There's something amazingly
stable about a cable stitch.
From my chair I watch you.
The tendons in your wrists
assert themselves. The clicking
needles turn the boundless
into thousands of closures. It's
our marriage you're knitting,
the version I believe?
no more roadblocks,
no holdbacks,
no bodyguards.
We don't leave weeping
unwept.
Lock and lock bolt, cup
and saucer,
every pair completed.


Wrestling with the Kids

It's all silliness and seriousness,
and I have gotten used to tamping
down my strength, so as not to be
the threat. They get me
in a headlock. When they pin me,
my chest pressed to the hull of ribs,
I could practically
crush them. I could lose
the radar that says a wrist is
getting twisted. I could hurt them
and they'd cry a tiny bit. It's so
hard to keep on that throttled edge.
No fun for them, if I'm
a namby-pamby, so I hold
my breath till my face gets red
and the vessels in my forearms
rage.
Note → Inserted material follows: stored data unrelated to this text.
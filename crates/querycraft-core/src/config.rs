//! Configuration schema (querycraft.toml)

use serde::{Deserialize, Serialize};

/// How transformation records from outside are checked
#[derive(Debug, Clone, PartialEq, Eq, Default, Serialize, Deserialize)]
pub struct TransformationConfig {
    /// Reject unknown transformation types before they reach the model
    ///
    /// When false, unknown types are dispatched as summarizations.
    #[serde(default)]
    pub strict: bool,
}

/// Output formatting options
#[derive(Debug, Clone, PartialEq, Eq, Serialize, Deserialize)]
pub struct OutputConfig {
    /// Pretty-print JSON output
    #[serde(default = "default_true")]
    pub pretty: bool,

    /// Print each emitted diff while applying edits
    #[serde(default = "default_true")]
    pub show_diffs: bool,
}

impl Default for OutputConfig {
    fn default() -> Self {
        Self {
            pretty: true,
            show_diffs: true,
        }
    }
}

fn default_true() -> bool {
    true
}

/// Main configuration structure
#[derive(Debug, Clone, Default, PartialEq, Serialize, Deserialize)]
pub struct Config {
    #[serde(default)]
    pub transformations: TransformationConfig,

    #[serde(default)]
    pub output: OutputConfig,
}

impl Config {
    /// Load config from TOML file
    pub fn from_file(path: &std::path::Path) -> Result<Self, ConfigError> {
        let contents = std::fs::read_to_string(path)
            .map_err(|e| ConfigError::IoError(e.to_string()))?;

        Self::from_toml(&contents)
    }

    /// Load config from TOML string
    pub fn from_toml(toml: &str) -> Result<Self, ConfigError> {
        toml::from_str(toml)
            .map_err(|e| ConfigError::ParseError(e.to_string()))
    }

    /// Save config to TOML file
    pub fn save_to_file(&self, path: &std::path::Path) -> Result<(), ConfigError> {
        let toml = toml::to_string_pretty(self)
            .map_err(|e| ConfigError::SerializeError(e.to_string()))?;

        std::fs::write(path, toml)
            .map_err(|e| ConfigError::IoError(e.to_string()))?;

        Ok(())
    }
}

/// Config error types
#[derive(Debug, thiserror::Error)]
pub enum ConfigError {
    #[error("IO error: {0}")]
    IoError(String),

    #[error("Parse error: {0}")]
    ParseError(String),

    #[error("Serialize error: {0}")]
    SerializeError(String),
}
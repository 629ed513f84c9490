//! QueryCraft Core
//!
//! Immutable model of a query being assembled in an editor: a base table,
//! initial columns and an ordered pipeline of transformation steps.
//! Every mutation returns a new model plus a typed diff describing the change
//! in serialized shape.
//! Update kind names and record field names are part of the wire contract.

pub mod column;
pub mod config;
pub mod edit;
pub mod error;
pub mod model;
pub mod record;
pub mod transformation;

pub use column::InitialColumn;
pub use config::{Config, ConfigError, OutputConfig, TransformationConfig};
pub use edit::{apply_edits, QueryEdit};
pub use error::QueryModelError;
pub use model::{QueryModel, QueryModelUpdate, UpdateKind};
pub use record::{QueryId, QueryRecord, QueryRecordPatch, TableId, TransformationRecord};
pub use transformation::{
    dispatch_transformation, validate_transformation_kinds, AggregationExpression,
    FilterTransformation, GroupingExpression, SummarizationSpec, SummarizationTransformation,
    TransformationKind, TransformationStep,
};
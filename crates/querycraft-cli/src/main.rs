use clap::{Parser, Subcommand};
use colored::Colorize;
use anyhow::Result;
use std::path::{Path, PathBuf};
use tracing_subscriber::{fmt, prelude::*, EnvFilter};

use querycraft_core::{
    apply_edits, validate_transformation_kinds, Config, QueryEdit, QueryModel, QueryModelUpdate,
    QueryRecord, TransformationStep,
};

/// QueryCraft - inspect and edit query records
#[derive(Parser)]
#[command(name = "querycraft")]
#[command(author, version, about, long_about = None)]
struct Cli {
    /// Path to config file (default: querycraft.toml)
    #[arg(short, long, global = true)]
    config: Option<PathBuf>,

    /// Enable verbose output
    #[arg(short, long, global = true)]
    verbose: bool,

    #[command(subcommand)]
    command: Commands,
}

#[derive(Subcommand)]
enum Commands {
    /// Show a summary of a query record
    Show {
        /// Path to the query record (JSON)
        record: PathBuf,
    },

    /// Apply an edit script to a query record
    Edit {
        /// Path to the query record (JSON)
        record: PathBuf,

        /// Path to the edit script (JSON array of edits)
        #[arg(short, long)]
        script: PathBuf,

        /// Write the resulting record here instead of stdout
        #[arg(short, long)]
        output: Option<PathBuf>,
    },

    /// Strictly check transformation types in a query record
    Validate {
        /// Path to the query record (JSON)
        record: PathBuf,
    },
}

fn main() -> Result<()> {
    let cli = Cli::parse();

    let default_level = if cli.verbose { "debug" } else { "warn" };
    tracing_subscriber::registry()
        .with(fmt::layer().with_writer(std::io::stderr))
        .with(EnvFilter::try_from_default_env().unwrap_or_else(|_| EnvFilter::new(default_level)))
        .init();

    // Load config if specified
    let config = if let Some(config_path) = &cli.config {
        Config::from_file(config_path)?
    } else if Path::new("querycraft.toml").exists() {
        Config::from_file(Path::new("querycraft.toml"))?
    } else {
        tracing::debug!("no config file found, using defaults");
        Config::default()
    };

    tracing::debug!(strict = config.transformations.strict, "configuration loaded");

    match cli.command {
        Commands::Show { record } => show_command(&config, &record),
        Commands::Edit { record, script, output } => {
            edit_command(&config, &record, &script, output.as_deref())
        }
        Commands::Validate { record } => validate_command(&record),
    }
}

/// Load a record, applying strict validation when configured
fn load_record(config: &Config, path: &Path) -> Result<QueryRecord> {
    tracing::info!(path = %path.display(), "loading query record");

    let json = std::fs::read_to_string(path)
        .map_err(|e| anyhow::anyhow!("Failed to read {}: {}", path.display(), e))?;
    let record = QueryRecord::from_json(&json)?;

    if config.transformations.strict {
        if let Some(transformations) = &record.transformations {
            validate_transformation_kinds(transformations)?;
        }
    }

    Ok(record)
}

/// Show command - print a summary of the query
fn show_command(config: &Config, path: &Path) -> Result<()> {
    let model = QueryModel::from_record(&load_record(config, path)?);
    print_model_summary(&model);
    Ok(())
}

/// Edit command - apply an edit script and print each diff
fn edit_command(
    config: &Config,
    path: &Path,
    script_path: &Path,
    output: Option<&Path>,
) -> Result<()> {
    let model = QueryModel::from_record(&load_record(config, path)?);

    let script = std::fs::read_to_string(script_path)
        .map_err(|e| anyhow::anyhow!("Failed to read {}: {}", script_path.display(), e))?;
    let edits = QueryEdit::script_from_json(&script)?;

    if config.transformations.strict {
        for (i, edit) in edits.iter().enumerate() {
            edit.validate()
                .map_err(|e| anyhow::anyhow!("Edit #{} rejected: {}", i + 1, e))?;
        }
    }

    tracing::info!(edits = edits.len(), "applying edit script");
    let (model, updates) = apply_edits(&model, &edits);

    if config.output.show_diffs {
        for update in &updates {
            print_update(update)?;
        }
    }

    let record = model.to_record();
    let json = if config.output.pretty {
        record.to_json_pretty()?
    } else {
        record.to_json()?
    };

    match output {
        Some(output) => {
            std::fs::write(output, json)?;
            eprintln!("{} {}", "Record saved to:".green(), output.display());
        }
        None => println!("{}", json),
    }

    Ok(())
}

/// Validate command - strict transformation type check
fn validate_command(path: &Path) -> Result<()> {
    let json = std::fs::read_to_string(path)
        .map_err(|e| anyhow::anyhow!("Failed to read {}: {}", path.display(), e))?;
    let record = QueryRecord::from_json(&json)?;

    let transformations = record.transformations.unwrap_or_default();
    match validate_transformation_kinds(&transformations) {
        Ok(()) => {
            println!(
                "{} {} transformation(s) recognised",
                "✓".green(),
                transformations.len()
            );
            Ok(())
        }
        Err(e) => {
            println!("{} {}", "✗".red(), e);
            std::process::exit(1);
        }
    }
}

fn print_update(update: &QueryModelUpdate) -> Result<()> {
    let diff = serde_json::to_string(&update.diff)?;
    eprintln!("{} {}", format!("{}:", update.kind).cyan(), diff);
    Ok(())
}

fn print_model_summary(model: &QueryModel) {
    println!("\n{}", "=".repeat(60).bright_blue());
    println!("{}", "Query Summary".bold().bright_blue());
    println!("{}", "=".repeat(60).bright_blue());
    println!();

    let id = model.id().map(|id| id.to_string()).unwrap_or_else(|| "(unsaved)".to_string());
    let base_table = model
        .base_table()
        .map(|t| t.to_string())
        .unwrap_or_else(|| "(none)".to_string());

    println!("{} {}", "Id:".bold(), id);
    println!("{} {}", "Name:".bold(), model.name().unwrap_or("(untitled)"));
    println!("{} {}", "Base table:".bold(), base_table);
    println!();

    println!("{} {}", "Columns:".bold(), model.initial_columns().len());
    for (i, column) in model.initial_columns().iter().enumerate() {
        if column.display_name.is_some() {
            println!("  {}. {} ({})", i + 1, column.label().green(), column.alias);
        } else {
            println!("  {}. {}", i + 1, column.alias.green());
        }
    }
    println!();

    println!("{} {}", "Transformations:".bold(), model.transformation_models().len());
    for (i, step) in model.transformation_models().iter().enumerate() {
        match step.as_ref() {
            TransformationStep::Filter(_) => {
                println!("  {}. {}", i + 1, "filter".yellow());
            }
            TransformationStep::Summarization(summarization) => {
                let outputs = summarization.output_aliases();
                if outputs.is_empty() {
                    println!("  {}. {}", i + 1, "summarization".yellow());
                } else {
                    println!("  {}. {} -> {}", i + 1, "summarization".yellow(), outputs.join(", "));
                }
            }
        }
    }
    println!();
}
They assert the willful
hinges of their little elbows,
and when it's all over they ask,
if I tried my hardest.


Balance

Balance is a riddle my father solves
lowering his body into the sagging
canvas deck chair,
steadying himself
with his hand on my shoulder.

My father is barefoot, 88,
in khaki shorts, white shirt.
I get his shoes from the welcome mat,
shake sand from their arch supports,
from the wing's tips.
Sunlight creases the thin
topography of leather,
soft as the soles of his feet.

My father cannot tie his laces.
so I kneel down
touch the frail stem
that links his ankle bone and knee,
cradle his heel like a parenthesis in my lap,
slide the tongue,
ease my finger back behind
the crisscross eyelet ladders.

I loop double knots,
align ribs of cotton socks,
curl the edges down,
the way he likes them,
until nothing hides
the war scar on his ankle
that glistens like a satin ribbon.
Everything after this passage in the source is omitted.